Ray-tracing is a hardware-specific process. The XB1 and PS4 do not have video cards that can do it. I do suppose it may be included in at least some versions of the next-gen consoles, though.
 
Use VULKAN for raytracing for throwback cards I mean I can get Tomb Raider Raytraced shadows at 1440p on my GTX 1080ti

Not my video but proves it's doable!
I'm guessing you play on a 60hz monitor? The performance hit that the 1080 ti takes when ray tracing is huge. I am not willing to sacrifice 60 fps to ray trace a game and instead would buy a 2080 ti to have the best of both worlds.
 
I am not willing to sacrifice 60 fps to ray trace a game <clip>
Nor are most people.

But much like VR it's a new tech that's still in it's initial stages, over time it'll become more and more efficient/inexpensive/common. But just like VR it's currently a novelty a handful of people LOUDLY claim is the next best thing to sliced bread.
 
Nor are most people.

But much like VR it's a new tech that's still in it's initial stages, over time it'll become more and more efficient/inexpensive/common. But just like VR it's currently a novelty a handful of people LOUDLY claim is the next best thing to sliced bread.
Eh, I'm willing to drop a months worth of income if i can play cyberpunk on ultra with at least 100fps with ultra ray tracing. The benefits of being a student and living at home haha.
 
I'm actually playing on a 50" 4k HDR Television set and it's HUGE! I can set what ever hz I want given reason.
Dam that must have been expensive. Then you know there's a massive difference between 80 fps and 120 fps. Ray tracing on 1080 ti, while possible, is not worth the performance hit.
 
Really doubt it. I don't think we will have anything solid before Q4 2020.

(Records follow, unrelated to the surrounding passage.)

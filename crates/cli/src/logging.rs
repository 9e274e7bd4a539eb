//! Logging bootstrap.

use tracing_subscriber::EnvFilter;

/// Installs the global subscriber. `RUST_LOG` wins over the verbosity flag.
pub fn init_logging(verbose: u8) {
	let default_level = match verbose {
		0 => "warn",
		1 => "info",
		_ => "debug",
	};
	let filter =
		EnvFilter::try_from_default_env().unwrap_or_else(|_| EnvFilter::new(default_level));

	tracing_subscriber::fmt()
		.with_env_filter(filter)
		.with_writer(std::io::stderr)
		.init();
}
//! Calendar-availability queries through the booking workflow.
//!
//! The availability endpoint only answers inside an authenticated booking
//! session, so the form is driven first (dates, room type, search) and the
//! query itself runs as an in-page `fetch` that rides on the page's own
//! cookies and headers.

use chrono::{Datelike, Days, Months, NaiveDate, Utc};
use serde::{Deserialize, Serialize};
use tracing::{debug, info};

use crate::driver::{ViewScope, js_literal};
use crate::error::{Error, Result};
use crate::scraper::Scraper;

/// The date format the booking date picker uses in its `data-date` tags.
const PICKER_DATE_FORMAT: &str = "%m/%d/%Y";

/// Room capacity tag preselected while opening the booking form.
const DEFAULT_ROOM_CAPACITY: &str = "deluxe-studio";

#[derive(Debug, Clone, Serialize, Deserialize)]
#[serde(rename_all = "camelCase")]
pub struct AvailabilityOptions {
	pub resort: String,
	pub room_type: String,
	pub start_date: String,
	pub end_date: String,
}

#[derive(Debug, Clone, PartialEq, Serialize, Deserialize)]
pub struct AvailabilityDay {
	pub date: String,
	pub rooms: i64,
	pub points: i64,
}

#[derive(Debug, Clone, Serialize, Deserialize)]
#[serde(rename_all = "camelCase")]
pub struct AvailabilityResults {
	pub resort_code: String,
	pub room_code: String,
	#[serde(default)]
	pub availability: Vec<AvailabilityDay>,
}

/// Wire shape of the calendar endpoint's request body.
#[derive(Debug, Serialize)]
#[serde(rename_all = "camelCase")]
struct CalendarRequest<'a> {
	resort: &'a str,
	room_type: &'a str,
	start_date: &'a str,
	end_date: &'a str,
	parent_id: Option<()>,
	accessible: bool,
	is_modify: bool,
}

impl Scraper {
	/// Drives the booking form far enough that the calendar endpoint will
	/// answer: select a default date window and room type, then search.
	pub async fn open_booking(&mut self) -> Result<()> {
		let url = self.profile().booking_url.clone();
		let carousel = self.profile().calendar_carousel.clone();
		self.authenticated_navigate(&url, &carousel).await?;

		let (start, end) = booking_dates(Utc::now().date_naive());
		debug!(target = "dvc.booking", %start, %end, "selecting booking window");

		let start_day = self.profile().calendar_day(&start);
		let end_day = self.profile().calendar_day(&end);
		let room_button = self.profile().room_type_button(DEFAULT_ROOM_CAPACITY);
		let search = self.profile().check_availability_button.clone();
		let settle = self.profile().settle_timeout;

		self.driver().click(ViewScope::Top, &start_day).await?;
		self.driver().click(ViewScope::Top, &end_day).await?;
		self.driver().click(ViewScope::Top, &room_button).await?;

		self.driver().arm_settle().await;
		self.driver().click(ViewScope::Top, &search).await?;
		self.driver().wait_for_settle(settle).await?;
		info!(target = "dvc.booking", "booking search submitted");
		Ok(())
	}

	/// Queries the calendar-availability endpoint from within the page.
	///
	/// Call [`open_booking`](Scraper::open_booking) first; the endpoint
	/// rejects requests made outside an active booking flow.
	pub async fn availability(
		&mut self,
		options: &AvailabilityOptions,
	) -> Result<AvailabilityResults> {
		let body = CalendarRequest {
			resort: &options.resort,
			room_type: &options.room_type,
			start_date: &options.start_date,
			end_date: &options.end_date,
			parent_id: None,
			accessible: false,
			is_modify: false,
		};
		let expression = fetch_expression(&self.profile().calendar_url, &serde_json::to_string(&body)?);

		debug!(
			target = "dvc.booking",
			resort = %options.resort,
			room_type = %options.room_type,
			"querying calendar availability"
		);
		let value = self.driver().eval_json(ViewScope::Top, &expression).await?;
		serde_json::from_value(value.clone()).map_err(|err| {
			Error::Protocol(format!("unexpected availability response ({err}): {value}"))
		})
	}
}

/// The default booking window: seven months out, first of the month, five
/// nights.
fn booking_dates(today: NaiveDate) -> (String, String) {
	let start = today
		.checked_add_months(Months::new(7))
		.and_then(|date| date.with_day(1))
		.unwrap_or(today);
	let end = start.checked_add_days(Days::new(5)).unwrap_or(start);
	(
		start.format(PICKER_DATE_FORMAT).to_string(),
		end.format(PICKER_DATE_FORMAT).to_string(),
	)
}

fn fetch_expression(url: &str, body: &str) -> String {
	format!(
		"(async () => {{ const response = await fetch({url}, {{ \
		 method: 'POST', \
		 headers: {{ \
		 'Accept': 'application/json, text/plain, */*', \
		 'Content-Type': 'application/json;charset=utf-8', \
		 'Cache-Control': 'no-cache', \
		 'Pragma': 'no-cache' }}, \
		 body: {body} }}); \
		 return response.json(); }})()",
		url = js_literal(url),
		body = js_literal(body),
	)
}

#[cfg(test)]
mod tests {
	use serde_json::json;

	use super::*;

	#[test]
	fn booking_window_is_seven_months_out_from_the_first() {
		let today = NaiveDate::from_ymd_opt(2026, 8, 6).unwrap();
		let (start, end) = booking_dates(today);
		assert_eq!(start, "03/01/2027");
		assert_eq!(end, "03/06/2027");
	}

	#[test]
	fn booking_window_handles_year_carry() {
		let today = NaiveDate::from_ymd_opt(2026, 11, 30).unwrap();
		let (start, _) = booking_dates(today);
		assert_eq!(start, "06/01/2027");
	}

	#[test]
	fn the_request_body_matches_the_endpoint_shape() {
		let body = CalendarRequest {
			resort: "BLT",
			room_type: "4O",
			start_date: "2027-03-01",
			end_date: "2027-03-06",
			parent_id: None,
			accessible: false,
			is_modify: false,
		};
		let value = serde_json::to_value(&body).unwrap();
		assert_eq!(
			value,
			json!({
				"resort": "BLT",
				"roomType": "4O",
				"startDate": "2027-03-01",
				"endDate": "2027-03-06",
				"parentId": null,
				"accessible": false,
				"isModify": false
			})
		);
	}

	#[test]
	fn results_parse_from_the_endpoint_response() {
		let raw = json!({
			"resortCode": "BLT",
			"roomCode": "4O",
			"availability": [
				{"date": "2027-03-01", "rooms": 2, "points": 18},
				{"date": "2027-03-02", "rooms": 0, "points": 18}
			]
		});
		let results: AvailabilityResults = serde_json::from_value(raw).unwrap();
		assert_eq!(results.resort_code, "BLT");
		assert_eq!(results.availability.len(), 2);
		assert_eq!(results.availability[1].rooms, 0);
	}

	#[test]
	fn the_fetch_expression_embeds_url_and_body_as_literals() {
		let expression = fetch_expression("https://example.com/api", r#"{"resort":"BLT"}"#);
		assert!(expression.contains(r#"fetch("https://example.com/api""#));
		assert!(expression.contains(r#"body: "{\"resort\":\"BLT\"}""#));
	}
}
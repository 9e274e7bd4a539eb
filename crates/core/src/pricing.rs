//! Purchase-price scraping for new direct contracts.

use std::sync::LazyLock;

use regex::Regex;
use serde::{Deserialize, Serialize};
use tracing::warn;

use crate::driver::{ViewScope, js_literal};
use crate::error::Result;
use crate::profile::SiteProfile;
use crate::scraper::Scraper;

static PRICE_DIGITS: LazyLock<Regex> =
	LazyLock::new(|| Regex::new(r"\d+(\.\d+)?").expect("static price pattern"));

/// A resort and its dollar-per-point price.
#[derive(Debug, Clone, PartialEq, Serialize, Deserialize)]
pub struct ResortPrice {
	pub name: String,
	pub price_per_point: f64,
}

/// One resort card as extracted from the rendered page.
#[derive(Debug, Deserialize)]
struct RawCard {
	name: String,
	price: String,
}

impl Scraper {
	/// Returns current pricing for new contracts.
	pub async fn purchase_prices(&mut self) -> Result<Vec<ResortPrice>> {
		let url = self.profile().add_on_url.clone();
		let cards_marker = self.profile().resort_cards.clone();
		self.authenticated_navigate(&url, &cards_marker).await?;

		let expression = cards_expression(self.profile());
		let value = self.driver().eval_json(ViewScope::Top, &expression).await?;
		let cards: Vec<RawCard> = serde_json::from_value(value)?;
		Ok(parse_prices(cards))
	}
}

fn cards_expression(profile: &SiteProfile) -> String {
	format!(
		"Array.from(document.querySelectorAll({cards})).map(card => ({{ \
		 name: (card.querySelector({name})?.innerText ?? '').trim(), \
		 price: (card.querySelector({price})?.innerText ?? '').trim() }}))",
		cards = js_literal(profile.resort_cards.as_str()),
		name = js_literal(profile.resort_name.as_str()),
		price = js_literal(profile.resort_price.as_str()),
	)
}

/// Parses the rendered card text into prices, skipping cards whose price
/// text carries no parseable number.
fn parse_prices(cards: Vec<RawCard>) -> Vec<ResortPrice> {
	let mut prices = Vec::with_capacity(cards.len());
	for card in cards {
		let parsed = PRICE_DIGITS
			.find(&card.price)
			.and_then(|digits| digits.as_str().parse::<f64>().ok());
		match parsed {
			Some(price_per_point) => {
				prices.push(ResortPrice { name: card.name, price_per_point });
			}
			None => {
				warn!(
					target = "dvc.pricing",
					name = %card.name,
					price = %card.price,
					"skipping card with unparseable price"
				);
			}
		}
	}
	prices
}
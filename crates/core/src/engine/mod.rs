//! DevTools-protocol engine adapter: browser launch, wire connection, and
//! the [`CdpDriver`](crate::engine::CdpDriver) implementation of the
//! [`Driver`](crate::driver::Driver) contract.

mod cdp;
mod connection;
mod launcher;

pub use cdp::CdpDriver;
pub use launcher::EngineConfig;
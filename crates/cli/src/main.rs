use clap::Parser;
use dvcscraper_cli::{cli::Cli, commands, config, logging};
use tracing::error;

#[tokio::main]
async fn main() {
	let cli = Cli::parse();
	logging::init_logging(cli.verbose);

	let config = match config::scraper_config(&cli) {
		Ok(config) => config,
		Err(err) => {
			error!(target = "dvc", error = %err, "configuration error");
			std::process::exit(2);
		}
	};

	if let Err(err) = commands::dispatch(cli.command, config).await {
		error!(target = "dvc", error = %err, "command failed");
		std::process::exit(1);
	}
}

There might be new Navi cards from AMD though, which are higher end than RX 5700 XT. After all, they didn't yet match Nvidia's extreme high end with Navi. That will likely also affect prices in a good way. And don't forget Intel releasing their high end cards around that time as well. Though so far there is no info about their performance levels.
 
There might be new Navi cards from AMD though, which are higher end than RX 5700 XT. After all, they didn't yet match Nvidia's extreme high end with Navi. That will likely also affect prices in a good way. And don't forget Intel releasing their high end cards around that time as well. Though so far there is no info about their performance levels.

Fingers crossed for that. We could use a competition for high-end GPUs.